Eight years ago, on Labor Day, the front page of Estadão printed the news: “On TV, Dilma announces correction of the Income Tax table”. The day before, the president, who at the time was falling in the polls and six months later would run for and win reelection, took advantage of May 1 to announce measures such as the correction of the income tax table by 4 .5% and the 10% readjustment of Bolsa Família for the 36 million beneficiaries.
It was one of many measures that the PT government was promoting with the support of the economic team to win the sympathy of the electorate and win the election. Dilma ended up assuming her second term the following year in a scenario of worsening public accounts and economic activity.

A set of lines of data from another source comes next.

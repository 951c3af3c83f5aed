//! Evaluation engine for hostspec.
//!
//! Runs controls against a target through the provider registry, applies
//! matchers to the observed values, and turns the outcomes into a run
//! summary and a rendered report.

pub mod engine;
pub mod matchers;
pub mod report;
pub mod summary;

pub use engine::{Engine, EngineConfig, RunResults};
pub use matchers::{evaluate, MatcherError, Verdict};
pub use report::{render, ProfileInfo, ReportFormat, RunReport};
pub use summary::{summarize, FailingControl, OutcomeCounts, RunStatus, RunSummary};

Almost a decade later, President Bolsonaro beckons with the readjustment of the IR table, a measure that does not need compensation and can be adopted at any time. The correction, promised during the election campaign, is expected.

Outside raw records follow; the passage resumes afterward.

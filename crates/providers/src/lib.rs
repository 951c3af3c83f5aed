//! Resource providers: how `package`, `processes`, `postgres_session` and
//! friends are observed on a target.

pub mod commands;
pub mod executor;
pub mod parsers;
pub mod registry;
pub mod resource;
pub mod resources;
pub mod target;

pub use executor::{CommandOutput, Executor, LocalExecutor, ScriptedExecutor, SshExecutor};
pub use registry::{PreflightIssue, ProviderRegistry, ResolveError, ResourceFactory};
pub use resource::{Resource, ResourceError, ResourceScope};
pub use target::Target;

A correction of the exemption range from the current BRL 1,900 to BRL 2,900 should cost around BRL 20 billion in lost revenue. If Bolsonaro wanted to fulfill his promise to correct the range to R$5,000, as he signaled in 2018, the cost for the collection would be R$65 billion.

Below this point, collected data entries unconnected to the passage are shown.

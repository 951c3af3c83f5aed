//! Evaluation engine: runs controls against a target and records outcomes.

use crate::matchers;
use hostspec_profile::{
    Assertion, Control, ControlResult, Expectation, Outcome, OutcomeCategory, OutcomeKind,
};
use hostspec_providers::{
    Executor, ProviderRegistry, ResolveError, Resource, ResourceError, ResourceScope,
};
use hostspec_redaction::Redactor;
use std::sync::Arc;
use std::time::{Duration, Instant};
use tokio::sync::{watch, Semaphore};
use tokio::task::JoinSet;
use tokio::time::timeout;
use tracing::{debug, info, warn};

/// Engine settings.
#[derive(Debug, Clone)]
pub struct EngineConfig {
    /// Bound on each resource construction and each property read.
    pub timeout: Duration,
    /// Controls evaluated at the same time.
    pub jobs: usize,
    /// Scrub secrets out of diagnostics.
    pub redact: bool,
}

impl Default for EngineConfig {
    fn default() -> Self {
        Self {
            timeout: Duration::from_secs(30),
            jobs: 4,
            redact: true,
        }
    }
}

/// Results of a run, in the order the controls were given.
#[derive(Debug, Clone)]
pub struct RunResults {
    pub results: Vec<ControlResult>,
    pub cancelled: bool,
}

/// Evaluates controls with a provider registry and one target executor.
#[derive(Clone)]
pub struct Engine {
    providers: ProviderRegistry,
    executor: Arc<dyn Executor>,
    config: EngineConfig,
    redactor: Redactor,
}

impl Engine {
    pub fn new(
        providers: ProviderRegistry,
        executor: Arc<dyn Executor>,
        config: EngineConfig,
    ) -> Self {
        Self {
            providers,
            executor,
            config,
            redactor: Redactor::new(),
        }
    }

    /// Use a custom redactor (extra patterns, hash placeholders).
    pub fn with_redactor(mut self, redactor: Redactor) -> Self {
        self.redactor = redactor;
        self
    }

    pub fn config(&self) -> &EngineConfig {
        &self.config
    }

    pub fn providers(&self) -> &ProviderRegistry {
        &self.providers
    }

    /// Evaluate every control to completion.
    pub async fn run(&self, controls: &[Arc<Control>]) -> Vec<ControlResult> {
        let (_keep_open, cancel) = watch::channel(false);
        self.run_until(controls, cancel).await.results
    }

    /// Evaluate controls until `cancel` turns `true`.
    ///
    /// Controls that finished before cancellation keep their outcomes; the
    /// rest are reported as skipped. Every control appears in the result.
    pub async fn run_until(
        &self,
        controls: &[Arc<Control>],
        cancel: watch::Receiver<bool>,
    ) -> RunResults {
        let jobs = self.config.jobs.max(1);
        info!(
            "Evaluating {} controls on {} ({} workers)",
            controls.len(),
            self.executor.describe(),
            jobs
        );

        let context = Arc::new(self.context(controls.iter().map(|c| &**c)));
        let semaphore = Arc::new(Semaphore::new(jobs));
        let mut tasks = JoinSet::new();

        for (index, control) in controls.iter().enumerate() {
            let control = Arc::clone(control);
            let context = Arc::clone(&context);
            let semaphore = Arc::clone(&semaphore);
            let cancel = cancel.clone();

            tasks.spawn(async move {
                let work = async move {
                    let _permit = semaphore.acquire_owned().await.ok()?;
                    Some(context.evaluate(&control).await)
                };
                tokio::select! {
                    biased;
                    _ = wait_cancelled(cancel) => (index, None),
                    result = work => (index, result),
                }
            });
        }

        let mut slots: Vec<Option<ControlResult>> = vec![None; controls.len()];
        while let Some(joined) = tasks.join_next().await {
            match joined {
                Ok((index, result)) => slots[index] = result,
                Err(e) => warn!("Control evaluation task failed: {}", e),
            }
        }

        let cancelled = *cancel.borrow();
        if cancelled {
            warn!("Run cancelled, unfinished controls are reported as skipped");
        }

        let results = controls
            .iter()
            .zip(slots)
            .map(|(control, slot)| slot.unwrap_or_else(|| unfinished(control, cancelled)))
            .collect();

        RunResults { results, cancelled }
    }

    /// Evaluate a single control.
    pub async fn evaluate_control(&self, control: &Control) -> ControlResult {
        self.context(std::iter::once(control)).evaluate(control).await
    }

    fn context<'a>(&self, controls: impl Iterator<Item = &'a Control>) -> RunContext {
        RunContext {
            providers: self.providers.clone(),
            executor: Arc::clone(&self.executor),
            timeout: self.config.timeout,
            redactor: self
                .config
                .redact
                .then(|| self.redactor.with_secrets(self.providers.secret_values(controls))),
        }
    }
}

/// Everything one run needs, shared by its tasks.
struct RunContext {
    providers: ProviderRegistry,
    executor: Arc<dyn Executor>,
    timeout: Duration,
    redactor: Option<Redactor>,
}

impl RunContext {
    async fn evaluate(&self, control: &Control) -> ControlResult {
        let started = Instant::now();
        if control.assertions.is_empty() {
            let outcome = Outcome::skipped(
                None,
                "",
                OutcomeCategory::NoAssertions,
                "control has no assertions",
            );
            return ControlResult::new(control, vec![outcome], 0);
        }

        // Handles and sessions live exactly as long as this control.
        let mut scope = ResourceScope::new(Arc::clone(&self.executor));
        let mut outcomes = Vec::with_capacity(control.assertions.len());

        for (index, assertion) in control.assertions.iter().enumerate() {
            let assertion_started = Instant::now();
            let label = self.providers.label(&assertion.resource);

            let resolved = timeout(
                self.timeout,
                self.providers.resolve(&assertion.resource, &mut scope),
            )
            .await;
            let handle = match resolved {
                Ok(Ok(handle)) => handle,
                Ok(Err(e)) => {
                    let category = match e {
                        ResolveError::UnknownResource(_) => OutcomeCategory::UnknownResource,
                        ResolveError::Construction { .. } => OutcomeCategory::Construction,
                    };
                    outcomes.push(
                        self.error(index, &label, assertion, category, &e.to_string())
                            .with_duration(elapsed_ms(assertion_started)),
                    );
                    break;
                }
                Err(_) => {
                    let message = format!(
                        "constructing {} timed out after {}ms",
                        label,
                        self.timeout.as_millis()
                    );
                    outcomes.push(
                        self.error(index, &label, assertion, OutcomeCategory::Timeout, &message)
                            .with_duration(elapsed_ms(assertion_started)),
                    );
                    break;
                }
            };

            let outcome = self
                .check(index, &label, assertion, handle)
                .await
                .with_duration(elapsed_ms(assertion_started));
            // A connection refused on first use counts as a construction failure.
            let unreachable = outcome.kind == OutcomeKind::Error
                && outcome.category == Some(OutcomeCategory::Construction);
            outcomes.push(outcome);
            if unreachable {
                break;
            }
        }

        let result = ControlResult::new(control, outcomes, elapsed_ms(started));
        debug!(
            "Control {} finished: {} ({} outcomes)",
            result.id(),
            result.status,
            result.outcomes.len()
        );
        result
    }

    async fn check(
        &self,
        index: usize,
        label: &str,
        assertion: &Assertion,
        handle: Arc<dyn Resource>,
    ) -> Outcome {
        let expectation = &assertion.expectation;
        let actual = match timeout(self.timeout, handle.get(&expectation.property)).await {
            Ok(Ok(value)) => value,
            Ok(Err(e)) => {
                return self.error(index, label, assertion, category_of(&e), &e.to_string());
            }
            Err(_) => {
                let message = format!(
                    "reading {} of {} timed out after {}ms",
                    expectation.property,
                    label,
                    self.timeout.as_millis()
                );
                return self.error(index, label, assertion, OutcomeCategory::Timeout, &message);
            }
        };

        match matchers::evaluate(expectation, &actual) {
            Ok(verdict) => Outcome::verdict(
                index,
                verdict.passed,
                label,
                expectation.property.clone(),
                expectation.matcher,
                expectation.negate,
                expectation.expected.clone(),
                actual,
                verdict.diagnostic.map(|d| self.scrub(&d)),
            ),
            Err(e) => {
                let mut outcome =
                    self.error(index, label, assertion, OutcomeCategory::Matcher, &e.to_string());
                outcome.actual = Some(actual);
                outcome
            }
        }
    }

    fn error(
        &self,
        index: usize,
        label: &str,
        assertion: &Assertion,
        category: OutcomeCategory,
        message: &str,
    ) -> Outcome {
        let Expectation {
            property,
            matcher,
            expected,
            negate,
        } = &assertion.expectation;
        let mut outcome = Outcome::error(index, label, category, self.scrub(message))
            .with_expectation(property.clone(), *matcher, expected.clone());
        outcome.negate = *negate;
        outcome
    }

    fn scrub(&self, message: &str) -> String {
        match &self.redactor {
            Some(redactor) => redactor.redact_str(message),
            None => message.to_string(),
        }
    }
}

fn category_of(error: &ResourceError) -> OutcomeCategory {
    match error {
        ResourceError::PropertyNotFound { .. } => OutcomeCategory::PropertyNotFound,
        ResourceError::Connection(_) => OutcomeCategory::Construction,
        ResourceError::Timeout(_) => OutcomeCategory::Timeout,
        ResourceError::Query(_) | ResourceError::InvalidArguments(_) => OutcomeCategory::Query,
    }
}

fn unfinished(control: &Control, cancelled: bool) -> ControlResult {
    let outcome = if cancelled {
        Outcome::skipped(
            None,
            "",
            OutcomeCategory::Cancelled,
            "run cancelled before the control completed",
        )
    } else {
        Outcome::error(
            0,
            "",
            OutcomeCategory::Query,
            "evaluation task ended without a result",
        )
    };
    ControlResult::new(control, vec![outcome], 0)
}

/// Resolves once the flag is `true`; never resolves if the sender is gone
/// without having cancelled.
async fn wait_cancelled(mut cancel: watch::Receiver<bool>) {
    loop {
        if *cancel.borrow_and_update() {
            return;
        }
        if cancel.changed().await.is_err() {
            std::future::pending::<()>().await;
        }
    }
}

fn elapsed_ms(started: Instant) -> u64 {
    started.elapsed().as_millis() as u64
}

#[cfg(test)]
mod tests {
    use super::*;
    use hostspec_common::OsType;
    use hostspec_profile::{Expectation, OutcomeKind, ResourceRef, Value};
    use hostspec_providers::{CommandOutput, ScriptedExecutor};

    fn engine(executor: ScriptedExecutor) -> Engine {
        Engine::new(
            ProviderRegistry::with_defaults(),
            Arc::new(executor),
            EngineConfig::default(),
        )
    }

    #[tokio::test]
    async fn test_empty_control_is_skipped() {
        let control = Control::builder("empty").build().unwrap();
        let result = engine(ScriptedExecutor::new(OsType::Linux))
            .evaluate_control(&control)
            .await;
        assert_eq!(result.status, OutcomeKind::Skipped);
        assert_eq!(
            result.outcomes[0].category,
            Some(OutcomeCategory::NoAssertions)
        );
    }

    #[tokio::test]
    async fn test_property_not_found_is_error_and_continues() {
        let executor = ScriptedExecutor::new(OsType::Linux).on(
            "dpkg-query",
            CommandOutput::ok("install ok installed\t14.9-1\n"),
        );
        let package = ResourceRef::new("package", ["postgresql-14"]);
        let control = Control::builder("c")
            .describe(package.clone(), Expectation::be("enabled"))
            .describe(package, Expectation::be("installed"))
            .build()
            .unwrap();

        let result = engine(executor).evaluate_control(&control).await;
        assert_eq!(result.outcomes.len(), 2);
        assert_eq!(result.outcomes[0].kind, OutcomeKind::Error);
        assert_eq!(
            result.outcomes[0].category,
            Some(OutcomeCategory::PropertyNotFound)
        );
        assert_eq!(result.outcomes[1].kind, OutcomeKind::Pass);
        assert_eq!(result.status, OutcomeKind::Error);
    }

    #[tokio::test]
    async fn test_matcher_error_keeps_actual() {
        let executor = ScriptedExecutor::new(OsType::Linux).on(
            "dpkg-query",
            CommandOutput::ok("install ok installed\t14.9-1\n"),
        );
        let control = Control::builder("c")
            .describe(
                ResourceRef::new("package", ["postgresql-14"]),
                Expectation::eq("installed", "yes"),
            )
            .build()
            .unwrap();

        let result = engine(executor).evaluate_control(&control).await;
        let outcome = &result.outcomes[0];
        assert_eq!(outcome.category, Some(OutcomeCategory::Matcher));
        assert_eq!(outcome.actual, Some(Value::Bool(true)));
        assert_eq!(outcome.expected, Some(Value::from("yes")));
    }

    #[tokio::test]
    async fn test_wait_cancelled_ignores_dropped_sender() {
        let (tx, rx) = watch::channel(false);
        drop(tx);
        let waited =
            tokio::time::timeout(Duration::from_millis(20), wait_cancelled(rx)).await;
        assert!(waited.is_err());
    }
}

Pressured by allies in the agricultural sector, the president is also expected to increase the subsidy for agricultural credit in 2022 and in the 2023 Budget as a result of higher interest rates.
The renewal of credit lines for micro and small companies granted in the pandemic, such as those of Pronampe, although they do not involve direct resources, require a greater rollover of the public debt, since the resources that will serve as guarantee of the old lines will no longer return to Treasury coffers as scheduled.
For Marcelo Bresser Pereira, founding partner of EST Gestora de Patrimônios, it is a tendency for governments to use the “pen” to seek reelection. “There are governments that do this more, and others less,” he said. “And then, when the government is less responsible, it makes it very difficult because it harms the fiscal side, which is an Achilles heel of ours.”
In his opinion, Brazil will end up not taking advantage of the increase in commodity prices (basic export products, such as soybeans and iron ore), which also occurred during the Lula administration, and when it ends, growth will continue to be low. The information is from the newspaper. The State of São Paulo.